Some Democrats They might consider changing the deal. Sen Bernie Sanders (I-Vt.), criticized the exclusion of sick days paid for. “outrageous” He suggested that he would push for an amendment to bill providing more time off.

“Will I demand a vote to ensure that workers in the railroad industry have what tens of millions of workers have, and workers here on Capitol Hill have: guaranteed paid sick leave? The answer is yes,” Sanders said.

“I’m hopeful we can guarantee them a week of sick days and I’m working with Sen. Sanders and others to get that done,” The Sunday Review was informed by Sen. Kirsten Gillibrand (D.N.Y.).

But Sen. John Thune (R-S.D.Senator John Thune (R-S.D. The Sunday Review reported that the Senate Republican, No. 2, stated that he would interfere with the contract to make it less likely for it to be passed.

“I think if we start messing around with that it could get real messy real fast,” Thune said.

Biden seems to be in line for Thune. The White House stated in a statement However, you can tweak the deal. “well-intentioned,” Would “risk delay and a debilitating shutdown.”

The unions have spent many months negotiating new contracts for the group representing the largest railroad carriers such as BNSF, CSX and Norfolk Southern. Union Pacific. Eight unions approved a tentative deal in September. However, four unions representing the majority workers were against it.

Rail workers are subject to a different collective bargaining law than most other private-sector workers, and it’s much more difficult for them to go on strike. Because of the impact a rail work stoppage could have on commerce, Congress has the ability to step in and impose a contract on both sides — a fact that weakens unions’ leverage during negotiations.

Chuck Schumer (D.N.Y. Senate Majority leader) and Nancy Pelosi (D.Cal. Speaker of House) On Tuesday, President Joe Biden met at the White House.
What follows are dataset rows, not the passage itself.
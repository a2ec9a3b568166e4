//! Error types for the ETL run.

use std::fmt;
use std::io;
use std::path::{Path, PathBuf};
use thiserror::Error;

/// Result type alias for pipeline operations.
pub type Result<T> = std::result::Result<T, EtlError>;

/// Every failure the pipeline can hit. None of them are recovered; the
/// orchestrator halts on the first one.
#[derive(Error, Debug)]
pub enum EtlError {
    /// A source file or the source directory could not be read or parsed.
    #[error("failed to read source {}: {reason}", .path.display())]
    SourceRead { path: PathBuf, reason: String },

    /// A record is missing a required field or holds a value that cannot be
    /// coerced into the declared field type.
    #[error("schema error in {}: {reason}", .path.display())]
    Schema { path: PathBuf, reason: String },

    /// The output file or the progress log could not be written.
    #[error("failed to write {}: {source}", .path.display())]
    SinkWrite {
        path: PathBuf,
        #[source]
        source: io::Error,
    },
}

/// Coarse classification used when reporting failures.
#[derive(Debug, Clone, Copy, PartialEq, Eq)]
pub enum ErrorKind {
    SourceRead,
    Schema,
    SinkWrite,
}

impl fmt::Display for ErrorKind {
    fn fmt(&self, f: &mut fmt::Formatter<'_>) -> fmt::Result {
        let name = match self {
            ErrorKind::SourceRead => "SourceReadError",
            ErrorKind::Schema => "SchemaError",
            ErrorKind::SinkWrite => "SinkWriteError",
        };
        f.write_str(name)
    }
}

impl EtlError {
    pub fn source_read(path: &Path, reason: impl fmt::Display) -> Self {
        EtlError::SourceRead {
            path: path.to_path_buf(),
            reason: reason.to_string(),
        }
    }

    pub fn schema(path: &Path, reason: impl fmt::Display) -> Self {
        EtlError::Schema {
            path: path.to_path_buf(),
            reason: reason.to_string(),
        }
    }

    pub fn sink_write(path: &Path, source: impl Into<io::Error>) -> Self {
        EtlError::SinkWrite {
            path: path.to_path_buf(),
            source: source.into(),
        }
    }

    pub fn kind(&self) -> ErrorKind {
        match self {
            EtlError::SourceRead { .. } => ErrorKind::SourceRead,
            EtlError::Schema { .. } => ErrorKind::Schema,
            EtlError::SinkWrite { .. } => ErrorKind::SinkWrite,
        }
    }
}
Kent Nishimura via Getty Images

The White House attempted mediation to facilitate the talks which began back in summer. Biden celebrated the September agreement, which he helped to broker. However, many workers were unhappy with its details and voted against the deal. Biden stated that he was “reluctant” The tweet thread Monday suggested that he would override contract ratification, but that he argued that “Congress must use its powers to adopt this deal.”

Ross Grooters from Iowa told The Sunday Review Tuesday that many workers were dissatisfied, if they weren’t surprised to see his work. Democrats Moving towards implementing the contract. He expressed hope that legislators will improve the agreement and include paid sick leave.

“That is a real easy ask,” said Grooters, who’s a co-chair of Railroad Workers United, an activist group from multiple rail unions. “And it is necessary because of the way railroads are operating and the way they’ve failed to adequately staff the industry.”

Grooters stated that workers are tired of being unable to control their own lives because of punitive scheduling systems.

“Railroads have really tried to adapt to the current corporate culture,” He stated. “They want all the things that make it profitable without the things that also come along with that, which means taking care of their workforce.”

Grooters said there were probably some workers who didn’t like the deal but voted in favor of it anyway, knowing Congress could implement it regardless to avoid a strike.

BMWED, which is a division in the Teamsters union, was one of those who voted against the deal. statement Tuesday: The deal Biden wants to impose “does not address [the] rail industry disease.”

“It will worsen supply chain issues and further sicken, infuriate, and disenfranchise Railroad Workers as they continue shouldering the burdens of the railroads’ mismanagement,” According to the union.